The model shows that heating the core leads to an improvement of the bond strength since the temperature level of the core or core surface is already elevated before the heat from the skins is transferred into the core. In combination with heated skins, high temperatures at the interface can be achieved, which improves bond development. Table 19 gives a summary of the predicted normalised bond strengths for several skin temperatures and elevated core temperatures as well as expected failure mechanisms. For a sandwich manufactured with 260 °C heated skins, the sandwich will probably fail adhesively within the interface for core temperatures of 23 °C and 100 °C. By heating the core to 200 °C, the model predicts a normalised tensile bond strength of 5.65 % and failure of the sandwich is expected to be cohesively within the core. In the case of sandwiches manufactured with skins heated to a temperature of 280 °C, a core temperature of 100 °C is probably sufficient to achieve a cohesive failure within the core, since the normalised tensile strength is increased from 2.2 % for a core at room temperature to 7.04 %. An increase of core temperature to 200 °C will lead to a further increase of the predicted tensile bond strength. If the skin is heated up to 300 °C, core heating will improve the predicted bond strength, however it is expected that even sandwiches with the core kept a room temperature feature a sufficient bond quality and will fail within the core. Therefore, heating of the core seems to be unnecessary in this case.

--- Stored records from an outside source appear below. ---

use crate::{Error, LayerBackwardContext, LayerForwardContext, Result, Tensor};
use rand::distributions::Distribution;
use rand::{thread_rng, Rng};
use rand_distr::Normal;

/// Implements a fully-connected (dense) layer, `y = W x + b`.
///
/// The input is flattened, so any `(C, H, W)` tensor with `input_size` elements is
/// accepted. The output has shape `(output_size, 1, 1)`.
#[derive(Debug, Clone)]
pub struct Dense {
    /// Weight matrix, shape (output_size, input_size)
    pub weights: Tensor,
    /// Bias vector, shape (output_size)
    pub bias: Tensor,
    pub grad_weights: Tensor,
    pub grad_bias: Tensor,
}

#[derive(Debug)]
pub struct DenseForwardContext {
    pub input: Tensor,
}

#[derive(Debug)]
pub struct DenseBackwardContext {
    pub grad_weights: Tensor,
    pub grad_bias: Tensor,
}

impl Dense {
    pub fn new(input_size: usize, output_size: usize) -> Result<Self> {
        Self::new_with_rng(input_size, output_size, &mut thread_rng())
    }

    /// Creates a new dense layer with He initialization drawn from `rng`
    pub fn new_with_rng<R: Rng + ?Sized>(
        input_size: usize,
        output_size: usize,
        rng: &mut R,
    ) -> Result<Self> {
        if input_size == 0 || output_size == 0 {
            return Err(Error::InvalidConfig(format!(
                "dense layer needs positive sizes, got {} -> {}",
                input_size, output_size
            )));
        }

        let weight_scale = (2.0 / input_size as f64).sqrt();
        let normal =
            Normal::new(0.0, weight_scale).map_err(|e| Error::InvalidConfig(e.to_string()))?;

        let weights = (0..input_size * output_size)
            .map(|_| normal.sample(rng))
            .collect();
        let weights = Tensor::new_with_shape(weights, &[output_size, input_size]);
        let bias = Tensor::zeros(&[output_size]);

        let grad_weights = weights.zeros_like();
        let grad_bias = bias.zeros_like();

        Ok(Dense {
            weights,
            bias,
            grad_weights,
            grad_bias,
        })
    }

    pub fn input_size(&self) -> usize {
        self.weights.shape[1]
    }

    pub fn output_size(&self) -> usize {
        self.weights.shape[0]
    }

    pub fn forward(&self, input: Tensor) -> Result<(Tensor, LayerForwardContext)> {
        let (rows, columns) = (self.output_size(), self.input_size());
        if input.numel() != columns {
            return Err(Error::Shape(format!(
                "dense layer expects {} input elements, got {} (shape {:?})",
                columns,
                input.numel(),
                input.shape
            )));
        }

        let mut output = self.bias.data.clone();
        for (row, out) in output.iter_mut().enumerate() {
            let weights_row = &self.weights.data[row * columns..(row + 1) * columns];
            *out += weights_row
                .iter()
                .zip(input.data.iter())
                .map(|(w, x)| w * x)
                .sum::<f64>();
        }

        Ok((
            Tensor::new_with_shape(output, &[rows, 1, 1]),
            LayerForwardContext::Dense(DenseForwardContext { input }),
        ))
    }

    pub fn backward(
        &self,
        grad_output: Tensor,
        context: &DenseForwardContext,
    ) -> Result<(Tensor, LayerBackwardContext)> {
        let (rows, columns) = (self.output_size(), self.input_size());
        if grad_output.numel() != rows {
            return Err(Error::Shape(format!(
                "dense backward expects {} gradient elements, got {}",
                rows,
                grad_output.numel()
            )));
        }

        let mut grad_input = context.input.zeros_like();
        let mut grad_weights = vec![0.0; rows * columns];

        for (row, &delta) in grad_output.data.iter().enumerate() {
            for col in 0..columns {
                grad_input.data[col] += self.weights.data[row * columns + col] * delta;
                grad_weights[row * columns + col] = context.input.data[col] * delta;
            }
        }

        let grad_weights = Tensor::new_with_shape(grad_weights, &[rows, columns]);
        let grad_bias = Tensor::new_with_shape(grad_output.data, &[rows]);

        Ok((
            grad_input,
            LayerBackwardContext::Dense(DenseBackwardContext {
                grad_weights,
                grad_bias,
            }),
        ))
    }

    /// Overwrites the stored gradients with the ones from `context`
    pub fn store_grads(&mut self, context: &DenseBackwardContext) {
        self.grad_weights
            .data
            .copy_from_slice(&context.grad_weights.data);
        self.grad_bias.data.copy_from_slice(&context.grad_bias.data);
    }

    /// Returns references to learnable parameters
    pub fn get_parameters(&self) -> Vec<&Tensor> {
        vec![&self.weights, &self.bias]
    }

    pub fn get_parameters_mut(&mut self) -> Vec<&mut Tensor> {
        vec![&mut self.weights, &mut self.bias]
    }

    pub fn get_grads(&self) -> Vec<&Tensor> {
        vec![&self.grad_weights, &self.grad_bias]
    }
}

#[cfg(test)]
mod tests {
    use super::*;
    use crate::test_utils::assert_tensors_eq;

    fn fixed_dense() -> Dense {
        let mut dense = Dense::new(3, 2).unwrap();
        dense.weights = Tensor::new_with_shape(
            vec![
                1.0, 2.0, 3.0, //
                -1.0, 0.0, 1.0, //
            ],
            &[2, 3],
        );
        dense.bias = Tensor::new(vec![0.5, -0.5]);
        dense
    }

    #[test]
    fn test_dense_forward() {
        let dense = fixed_dense();
        let input = Tensor::new_with_shape(vec![1.0, 1.0, 2.0], &[3, 1, 1]);

        let (output, _) = dense.forward(input).unwrap();

        let expected = Tensor::new_with_shape(vec![9.5, 0.5], &[2, 1, 1]);
        assert_tensors_eq(&output, &expected);
    }

    #[test]
    fn test_dense_backward() {
        let dense = fixed_dense();
        let input = Tensor::new_with_shape(vec![1.0, 1.0, 2.0], &[1, 1, 3]);

        let (_, context) = dense.forward(input).unwrap();
        let context = match context {
            LayerForwardContext::Dense(context) => context,
            _ => panic!(),
        };

        let grad_output = Tensor::new_with_shape(vec![1.0, 2.0], &[2, 1, 1]);
        let (grad_input, backward_context) = dense.backward(grad_output, &context).unwrap();
        let DenseBackwardContext {
            grad_weights,
            grad_bias,
        } = match backward_context {
            LayerBackwardContext::Dense(ctx) => ctx,
            _ => panic!(),
        };

        // Input gradient keeps the input's shape
        let expected_grad_input = Tensor::new_with_shape(vec![-1.0, 2.0, 5.0], &[1, 1, 3]);
        let expected_grad_weights = Tensor::new_with_shape(
            vec![
                1.0, 1.0, 2.0, //
                2.0, 2.0, 4.0, //
            ],
            &[2, 3],
        );
        let expected_grad_bias = Tensor::new(vec![1.0, 2.0]);

        assert_tensors_eq(&grad_input, &expected_grad_input);
        assert_tensors_eq(&grad_weights, &expected_grad_weights);
        assert_tensors_eq(&grad_bias, &expected_grad_bias);
    }

    #[test]
    fn test_dense_rejects_wrong_input_size() {
        let dense = fixed_dense();
        let result = dense.forward(Tensor::zeros(&[1, 2, 2]));
        assert!(matches!(result, Err(Error::Shape(_))));
    }
}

Table 19: Predicted normalised bond strength and failure mechanisms for varying core temperatures and different skin temperatures

The modelling results are valid provided that the core does not collapse due to the increased temperature during processing. A statement about core collapse cannot be provided by the model. In addition, the model predicts that a skin temperature of more than 370 °C is necessary to achieve full healing (𝜎̅ = 100 % = 105 MPa). However, since it is sufficient to achieve a tensile bond strength which is superior to the tensile strength of the core itself (weakest link) and the fact that 370 °C leads to skin de-consolidation and core collapse, the aim of achieving full healing is not further pursued.